PAXTON v. DANIELL, 1 Wash. 19; 23 P. 441 (1890).
No. 21.
SUPREME COURT OF WASHINGTON
January 24, 1890, Decided Appeal from District Court, Pierce County. Action by appellee on promissory note against Joseph E. Shaw, and appellant herein as guarantor. December 18, 1888, appellee filed with the clerk of the district court his affidavit that appellant had departed from Washington Territory, and could not be found therein. Summons was duly issued and published, and thereafter a default was entered against appellant, and judgment thereon was filed upon the 9th day of March, 1889. On the 12th day of March, 1889, appellant made, through his attorneys, a special appearance, and moved the court to set aside the judgment against him, for the reason that he had never been served with process, and that said default and judgment were rendered against him contrary to law. Said motion was conditionally allowed by the court, the condition being that defendant Paxton answer upon the merits of said case within ten days, to which defendant excepted, and now brings this appeal.
Court: Judgment reversed and cause remanded.
Counsel: Carroll, Coiner & Davis, for appellant.
Jurisdiction of the person of the defendant can only be obtained in a civil action by service of process on his person within the district where the suit is instituted, and process from the tribunals of one state cannot run into another state and summon a party to respond to proceedings against him in such tribunals. There can be no jurisdiction in a court of a territory to render a personal judgment against any one upon service made outside its limits. Chaffee v. Hayward, 20 How. U.S. 208; Toland v. Sprague, 12 Pet. U.S. 200; Pennoyer v. Neff, 95 U.S. 714; Harkness v. Hyde, 98 U.S. 476. R. F. Hensill, for appellee.
The courts of a state will give effect to the service made as directed by its statutes. The service by publication, as in the present instance, is valid. Hart v. Sansom, 110 U.S. 555; Kennedy v. New York Life Ins. Co., 101 N. Y. 487; McCauley v. Fulton, 44 Cal. 360; Eitel v. Foster, 39 Cal. 441; Barbaries v. Gregory, 64 Cal. 231; Emeric v. Alvarado, 64 Cal. 530; Mutual Life Ins. Co. v. Pinner, 10 Atl. Rep. 184; Palmer v. McCormick, 30 Fed. Rep. 15.
Judge(s) DUNBAR, J. ANDERS, C. J., and STILES, SCOTT and HOYT, JJ., concur.
Opinion By: DUNBAR The opinion of the court was delivered by DUNBAR, J.--In this case the essential question to be considered, and the one on which the case hinges, is the validity of a judgment rendered against a non-resident defendant, by the publication of a summons where no property of the defendant is brought under the control of the court.
It is not shown by the record in this case that any attachment had been served upon the property of the defendant or had been issued in the case. In fact, it is admitted by the argument that no property has been brought under the control of the court.
Statutes providing the mode for acquiring jurisdiction of a defendant by publication of a summons, being in derogation of the common law, must be strictly followed in any case in order to give the court jurisdiction over the person of the defendant.

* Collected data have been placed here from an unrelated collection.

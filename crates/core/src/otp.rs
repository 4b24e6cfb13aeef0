//! One-time pickup confirmation codes.

use rand::Rng;

/// Number of digits in a pickup confirmation code.
pub const OTP_LENGTH: usize = 6;

/// Generate a numeric one-time code of [`OTP_LENGTH`] digits. Leading zeros
/// are kept.
pub fn generate_otp() -> String {
    let mut rng = rand::rng();
    (0..OTP_LENGTH)
        .map(|_| char::from(b'0' + rng.random_range(0..10u8)))
        .collect()
}

#[cfg(test)]
mod tests {
    use super::*;

    #[test]
    fn otp_is_six_ascii_digits() {
        for _ in 0..200 {
            let otp = generate_otp();
            assert_eq!(otp.len(), OTP_LENGTH);
            assert!(otp.chars().all(|c| c.is_ascii_digit()), "{otp}");
        }
    }

    #[test]
    fn otps_vary() {
        let codes: std::collections::HashSet<_> = (0..50).map(|_| generate_otp()).collect();
        assert!(codes.len() > 1);
    }
}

And we are of the opinion that the law is well settled that such statutes are not effective excepting where the action is for the purpose of affecting the status of the defendant; and that the tribunals of a state have no authority to adjudicate upon the obligations of non-residents where they have no property within its limits; and that a judgment rendered against non-residents, without personal service of process upon them, or their voluntary appearance, where the suit is merely in personam, is void. Pennoyer v. Neff, 95 U.S. 714, 24 L. Ed. 565; Harkness v.
Hyde 98 U.S. 476; 3 Estee Pl. 9, 25 L. Ed. 237. The case at bar seems to us, as far as the record discloses, to fall within this rule. We do not think that the appearance made by the defendant in the court below was such an appearance as would waive any jurisdictional rights, and that it must be held to be a special appearance for the purpose of making a motion that he was entitled under the law to make. It therefore follows that the judgment of the court below must be reversed, and this cause is remanded to the court below for action in accordance with this decision.
ANDERS, C. J., and STILES, SCOTT and HOYT, JJ., concur.